- Problem requirements -
Your job is to return every line in the data holding the string "crate".

Saved data entries
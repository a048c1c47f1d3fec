//! # Inbound Ports (Driving Ports)
//!
//! What the handshake and the operator tooling call.

use crate::domain::errors::KeyStoreError;
use crate::domain::outcome::ProposeOutcome;
use shared_types::{KeyRecord, KeyState, MinionId, PublicKeyPem};

/// Key store operations used by the auth handshake.
pub trait KeyStoreApi: Send + Sync {
    /// Current record of a minion, if any.
    fn lookup(&self, minion_id: &MinionId) -> Result<Option<KeyRecord>, KeyStoreError>;

    /// Register `public_key` for `minion_id` on first contact, or compare it
    /// with the stored key. Idempotent for an identical key; never overwrites
    /// a different one.
    fn propose(
        &self,
        minion_id: &MinionId,
        public_key: &PublicKeyPem,
    ) -> Result<ProposeOutcome, KeyStoreError>;

    /// Administrative state change. Entering `Accepted` stamps `last_accepted`.
    fn set_state(&self, minion_id: &MinionId, state: KeyState) -> Result<KeyRecord, KeyStoreError>;

    /// Remove the record so the next contact starts over.
    fn delete(&self, minion_id: &MinionId) -> Result<(), KeyStoreError>;
}

/// Operator-facing key management.
pub trait KeyAdminApi: KeyStoreApi {
    /// All records, sorted by minion ID.
    fn list_all(&self) -> Result<Vec<KeyRecord>, KeyStoreError>;

    /// Records in `state`, sorted by minion ID.
    fn list_by_state(&self, state: KeyState) -> Result<Vec<KeyRecord>, KeyStoreError> {
        Ok(self
            .list_all()?
            .into_iter()
            .filter(|r| r.state == state)
            .collect())
    }

    /// Keys awaiting a decision.
    fn list_pending(&self) -> Result<Vec<KeyRecord>, KeyStoreError> {
        self.list_by_state(KeyState::Pending)
    }

    /// Trust the stored key.
    fn accept(&self, minion_id: &MinionId) -> Result<KeyRecord, KeyStoreError> {
        self.set_state(minion_id, KeyState::Accepted)
    }

    /// Refuse the stored key.
    fn reject(&self, minion_id: &MinionId) -> Result<KeyRecord, KeyStoreError> {
        self.set_state(minion_id, KeyState::Rejected)
    }

    /// Refuse the stored key and all further attempts.
    fn deny(&self, minion_id: &MinionId) -> Result<KeyRecord, KeyStoreError> {
        self.set_state(minion_id, KeyState::Denied)
    }

    /// SHA-256 fingerprint of the stored key's DER encoding.
    fn fingerprint(&self, minion_id: &MinionId) -> Result<String, KeyStoreError>;
}
//! # Fleet Master Test Suite
//!
//! Unified test crate containing:
//!
//! ## Structure
//!
//! ```text
//! tests/src/
//! ├── harness.rs        # Master + minion fixtures over real TCP
//! ├── integration/      # Cross-subsystem scenarios
//! │   ├── scenarios.rs  # Acceptance scenarios (web01/j1, traversal, replacement, replay)
//! │   └── flows.rs      # Key administration and job flows
//! └── exploits/         # Attack simulations against the identity boundary
//! ```
//!
//! ## Running Tests
//!
//! ```bash
//! # All tests
//! cargo test -p fm-tests
//!
//! # By category
//! cargo test -p fm-tests integration::
//! cargo test -p fm-tests exploits::
//! ```

#![allow(unused_variables)]
#![allow(dead_code)]

#[cfg(test)]
pub mod harness;

pub mod exploits;
pub mod integration;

- Completed exercise -
use crate::domain::errors::KeyStoreError;
use crate::domain::outcome::ProposeOutcome;
//! Unified test crate containing:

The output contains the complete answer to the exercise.